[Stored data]
•••
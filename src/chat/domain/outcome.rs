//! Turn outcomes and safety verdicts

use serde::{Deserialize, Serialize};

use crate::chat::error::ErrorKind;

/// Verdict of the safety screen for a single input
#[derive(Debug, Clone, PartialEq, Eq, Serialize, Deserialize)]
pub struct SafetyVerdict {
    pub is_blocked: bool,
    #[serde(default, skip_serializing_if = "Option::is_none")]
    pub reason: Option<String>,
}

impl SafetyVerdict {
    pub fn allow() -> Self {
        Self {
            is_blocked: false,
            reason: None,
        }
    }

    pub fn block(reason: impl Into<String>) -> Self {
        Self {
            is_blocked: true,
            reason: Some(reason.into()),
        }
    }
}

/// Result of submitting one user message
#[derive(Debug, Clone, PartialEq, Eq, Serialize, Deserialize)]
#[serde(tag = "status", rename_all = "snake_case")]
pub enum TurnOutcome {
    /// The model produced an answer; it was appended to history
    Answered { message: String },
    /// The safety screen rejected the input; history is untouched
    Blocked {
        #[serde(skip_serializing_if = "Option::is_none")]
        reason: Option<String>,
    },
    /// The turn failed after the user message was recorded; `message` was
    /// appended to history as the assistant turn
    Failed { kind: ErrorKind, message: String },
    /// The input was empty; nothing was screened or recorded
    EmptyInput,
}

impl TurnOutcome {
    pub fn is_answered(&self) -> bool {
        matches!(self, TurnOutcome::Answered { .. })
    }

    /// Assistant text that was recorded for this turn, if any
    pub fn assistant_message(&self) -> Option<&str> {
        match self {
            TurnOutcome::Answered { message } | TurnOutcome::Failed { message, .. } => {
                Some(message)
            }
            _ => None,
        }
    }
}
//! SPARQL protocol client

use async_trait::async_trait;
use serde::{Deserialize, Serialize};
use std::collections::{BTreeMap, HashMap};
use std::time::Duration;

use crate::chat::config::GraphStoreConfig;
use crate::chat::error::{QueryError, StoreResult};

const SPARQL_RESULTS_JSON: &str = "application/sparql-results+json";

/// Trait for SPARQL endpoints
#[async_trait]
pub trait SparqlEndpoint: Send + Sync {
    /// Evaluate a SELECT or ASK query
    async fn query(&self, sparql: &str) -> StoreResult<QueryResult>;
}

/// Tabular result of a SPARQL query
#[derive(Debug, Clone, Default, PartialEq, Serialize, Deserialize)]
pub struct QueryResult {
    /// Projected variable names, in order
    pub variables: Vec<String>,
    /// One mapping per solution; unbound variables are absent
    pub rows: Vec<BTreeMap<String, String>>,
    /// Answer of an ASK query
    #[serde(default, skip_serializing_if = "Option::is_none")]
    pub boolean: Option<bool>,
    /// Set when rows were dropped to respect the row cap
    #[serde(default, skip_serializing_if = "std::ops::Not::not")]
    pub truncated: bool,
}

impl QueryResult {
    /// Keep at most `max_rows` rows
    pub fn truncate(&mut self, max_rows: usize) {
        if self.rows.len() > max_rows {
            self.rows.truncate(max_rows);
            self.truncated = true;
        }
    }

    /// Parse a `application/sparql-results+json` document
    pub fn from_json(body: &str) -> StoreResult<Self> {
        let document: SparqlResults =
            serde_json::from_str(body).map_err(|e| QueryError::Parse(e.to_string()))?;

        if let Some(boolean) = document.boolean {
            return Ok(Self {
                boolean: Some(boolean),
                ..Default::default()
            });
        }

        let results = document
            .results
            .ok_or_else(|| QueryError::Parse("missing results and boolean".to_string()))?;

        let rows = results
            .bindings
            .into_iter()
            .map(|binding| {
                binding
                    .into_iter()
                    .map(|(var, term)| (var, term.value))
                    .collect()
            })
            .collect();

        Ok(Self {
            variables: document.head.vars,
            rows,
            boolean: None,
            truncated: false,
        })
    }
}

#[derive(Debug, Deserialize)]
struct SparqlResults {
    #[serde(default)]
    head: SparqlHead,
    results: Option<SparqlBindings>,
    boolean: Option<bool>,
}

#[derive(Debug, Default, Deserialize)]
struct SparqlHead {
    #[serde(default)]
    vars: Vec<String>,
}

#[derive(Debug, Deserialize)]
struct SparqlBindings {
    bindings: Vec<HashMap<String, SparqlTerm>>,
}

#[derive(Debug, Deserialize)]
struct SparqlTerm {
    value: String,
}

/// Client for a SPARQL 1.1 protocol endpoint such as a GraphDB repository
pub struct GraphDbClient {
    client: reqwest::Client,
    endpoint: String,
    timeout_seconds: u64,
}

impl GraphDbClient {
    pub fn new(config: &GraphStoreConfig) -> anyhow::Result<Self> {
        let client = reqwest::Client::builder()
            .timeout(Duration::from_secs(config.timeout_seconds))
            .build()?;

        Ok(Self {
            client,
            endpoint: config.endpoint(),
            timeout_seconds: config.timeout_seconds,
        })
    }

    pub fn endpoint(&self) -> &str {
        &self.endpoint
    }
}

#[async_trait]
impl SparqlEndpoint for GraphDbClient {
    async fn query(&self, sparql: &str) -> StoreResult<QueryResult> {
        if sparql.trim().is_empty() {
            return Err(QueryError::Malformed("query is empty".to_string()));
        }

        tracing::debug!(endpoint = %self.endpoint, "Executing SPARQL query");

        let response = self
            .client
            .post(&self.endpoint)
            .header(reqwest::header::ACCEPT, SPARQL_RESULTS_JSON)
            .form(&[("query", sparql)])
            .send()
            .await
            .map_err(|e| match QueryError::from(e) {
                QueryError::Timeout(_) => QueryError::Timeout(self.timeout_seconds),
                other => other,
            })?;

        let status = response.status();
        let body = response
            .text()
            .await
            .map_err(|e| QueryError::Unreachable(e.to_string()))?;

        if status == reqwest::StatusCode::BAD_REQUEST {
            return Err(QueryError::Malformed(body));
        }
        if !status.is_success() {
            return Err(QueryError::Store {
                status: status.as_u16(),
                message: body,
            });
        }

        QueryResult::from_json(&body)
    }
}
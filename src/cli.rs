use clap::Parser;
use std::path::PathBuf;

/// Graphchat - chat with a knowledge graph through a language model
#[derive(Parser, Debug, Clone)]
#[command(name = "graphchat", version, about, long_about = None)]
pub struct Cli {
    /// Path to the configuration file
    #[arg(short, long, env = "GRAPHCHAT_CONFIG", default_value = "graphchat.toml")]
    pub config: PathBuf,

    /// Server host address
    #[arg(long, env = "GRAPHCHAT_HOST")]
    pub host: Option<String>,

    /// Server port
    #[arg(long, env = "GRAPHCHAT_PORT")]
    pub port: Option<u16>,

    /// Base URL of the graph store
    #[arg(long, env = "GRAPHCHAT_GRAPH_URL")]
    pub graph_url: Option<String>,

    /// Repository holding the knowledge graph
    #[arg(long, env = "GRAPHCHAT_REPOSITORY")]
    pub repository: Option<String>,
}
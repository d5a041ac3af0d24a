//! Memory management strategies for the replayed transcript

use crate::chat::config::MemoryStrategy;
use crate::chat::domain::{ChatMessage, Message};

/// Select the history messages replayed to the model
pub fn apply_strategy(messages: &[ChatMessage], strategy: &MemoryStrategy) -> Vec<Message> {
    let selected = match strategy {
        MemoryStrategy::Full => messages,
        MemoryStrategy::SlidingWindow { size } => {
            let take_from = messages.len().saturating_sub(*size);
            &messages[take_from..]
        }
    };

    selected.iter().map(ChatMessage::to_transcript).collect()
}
•••
→ What to work on
Wherever the string "replayed" appears in a line above, copy that line.

→ Answer box
//! Memory management strategies for the replayed transcript
/// Select the history messages replayed to the model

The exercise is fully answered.